Recounting the conditions in the Blue House, Odong (pseudonym) said: “There is hunger. At times there is no food completely. If it comes, it is very poor. Flour is rotten. Beans with maggots

NATIONAL SECURITY SERVICES (NSS) OPERATES BEYOND IT’S CONSTITUTIONAL MANDATE.

Over the years, the NSS has become increasingly powerful, acting as a de facto police force to protect the interests of the government and senior government and military officials, acting well beyond its constitutional mandate, which limits the powers of the NSS to “information gathering, analysis and advice to the relevant authorities.”

In contradiction to the 2011 Transitional Constitution, the 2014 NSS Act endows the security agency with police-like powers to arrest, detain, conduct searches and seize property in relation to national security without a clear definition of crimes and offences against the state and without adequate safeguards to prevent abuse of these powers. 26 The NSS’s track record to date underpins legitimate concerns that the current legal framework facilitates the commission of crimes under international law and human rights violations by NSS agents. Yet, urgent calls for South Sudanese authorities to reign in the NSS and bring the NSS Act in line with the country’s 2011 Transitional Constitution and its obligations under regional and international human rights law have not been heeded.
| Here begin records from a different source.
use anyhow::{Context, Result};
use serde::Deserialize;
use std::{
    fs,
    net::SocketAddr,
    path::{Path, PathBuf},
    sync::Arc,
    time::Duration,
};

use crate::result::{
    humidity_in_range, FixedHumidity, HumiditySampler, RandomHumidity, TemperatureHumidity,
};

#[derive(Deserialize, Debug, Clone, PartialEq)]
#[serde(default)]
pub struct BackendConfig {
    pub host: String,
    pub port: u16,
}

impl Default for BackendConfig {
    fn default() -> Self {
        Self {
            host: "127.0.0.1".to_string(),
            port: 5000,
        }
    }
}

/// How the humidity figure is produced: `"random"`, `"temperature"`, or a fixed number.
#[derive(Deserialize, Debug, Clone, PartialEq)]
#[serde(untagged)]
pub enum HumidityMode {
    Fixed(f64),
    Named(String),
}

impl Default for HumidityMode {
    fn default() -> Self {
        HumidityMode::Named("random".to_string())
    }
}

impl HumidityMode {
    pub fn sampler(&self) -> Result<Arc<dyn HumiditySampler>> {
        match self {
            HumidityMode::Fixed(v) => {
                if !humidity_in_range(*v) {
                    anyhow::bail!("fixed humidity {v} outside [50, 80)");
                }
                Ok(Arc::new(FixedHumidity(*v)))
            }
            HumidityMode::Named(name) => match name.as_str() {
                "random" => Ok(Arc::new(RandomHumidity)),
                "temperature" => Ok(Arc::new(TemperatureHumidity)),
                other => anyhow::bail!("unknown humidity mode {other:?}"),
            },
        }
    }
}

#[derive(Deserialize, Debug, Clone, PartialEq)]
#[serde(default)]
pub struct ServiceConfig {
    pub backend: BackendConfig,
    pub humidity: HumidityMode,
    pub simulated_latency_ms: u64,
}

impl Default for ServiceConfig {
    fn default() -> Self {
        Self {
            backend: BackendConfig::default(),
            humidity: HumidityMode::default(),
            simulated_latency_ms: 1500,
        }
    }
}

impl ServiceConfig {
    pub fn load(path: &Path) -> Result<Self> {
        let data = fs::read_to_string(path)
            .with_context(|| format!("failed to read config at {}", path.display()))?;
        serde_json::from_str(&data)
            .with_context(|| format!("invalid config JSON in {}", path.display()))
    }

    /// Loads from the first candidate path that exists, defaults otherwise,
    /// then applies `HOST`/`PORT` from the environment.
    pub fn from_env() -> Result<Self> {
        let mut cfg = match resolve_config_path() {
            Some(path) => {
                tracing::info!("loading config from {}", path.display());
                Self::load(&path)?
            }
            None => {
                tracing::info!("no config file found; using defaults");
                Self::default()
            }
        };
        cfg.apply_overrides(std::env::var("HOST").ok(), std::env::var("PORT").ok())?;
        Ok(cfg)
    }

    pub fn apply_overrides(&mut self, host: Option<String>, port: Option<String>) -> Result<()> {
        if let Some(host) = host {
            self.backend.host = host;
        }
        if let Some(port) = port {
            self.backend.port = port
                .parse()
                .with_context(|| format!("PORT is not a valid port: {port:?}"))?;
        }
        Ok(())
    }

    pub fn bind_addr(&self) -> Result<SocketAddr> {
        format!("{}:{}", self.backend.host, self.backend.port)
            .parse()
            .with_context(|| format!("bad bind address {}:{}", self.backend.host, self.backend.port))
    }

    pub fn simulated_latency(&self) -> Duration {
        Duration::from_millis(self.simulated_latency_ms)
    }
}

fn resolve_config_path() -> Option<PathBuf> {
    if let Ok(p) = std::env::var("RACE_CONFIG") {
        return Some(PathBuf::from(p));
    }

    let mut candidates = vec![PathBuf::from("config.json"), PathBuf::from("config/config.json")];
    if let Ok(mut exe) = std::env::current_exe() {
        exe.pop();
        exe.push("config.json");
        candidates.push(exe);
    }
    candidates.into_iter().find(|c| c.exists())
}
The 2018 Revitalized Agreement on the Resolution of the Conflict in the Republic of South Sudan (R-ARCSS) obliges South Sudanese authorities to amend legislation including the 2014 NSS Act. The National Constitutional Amendment Committee (NCAC) drafted an amendment bill which was submitted to the Ministry of Justice and Constitutional Affairs in mid-2019, but it has yet to be discussed in parliament28 and enacted into law. This was supposed to have been done before the formation of the Revitalized Transitional Government of National Unity (R-TGoNU) which, after two postponements, the signatories started forming on 22 February 2020.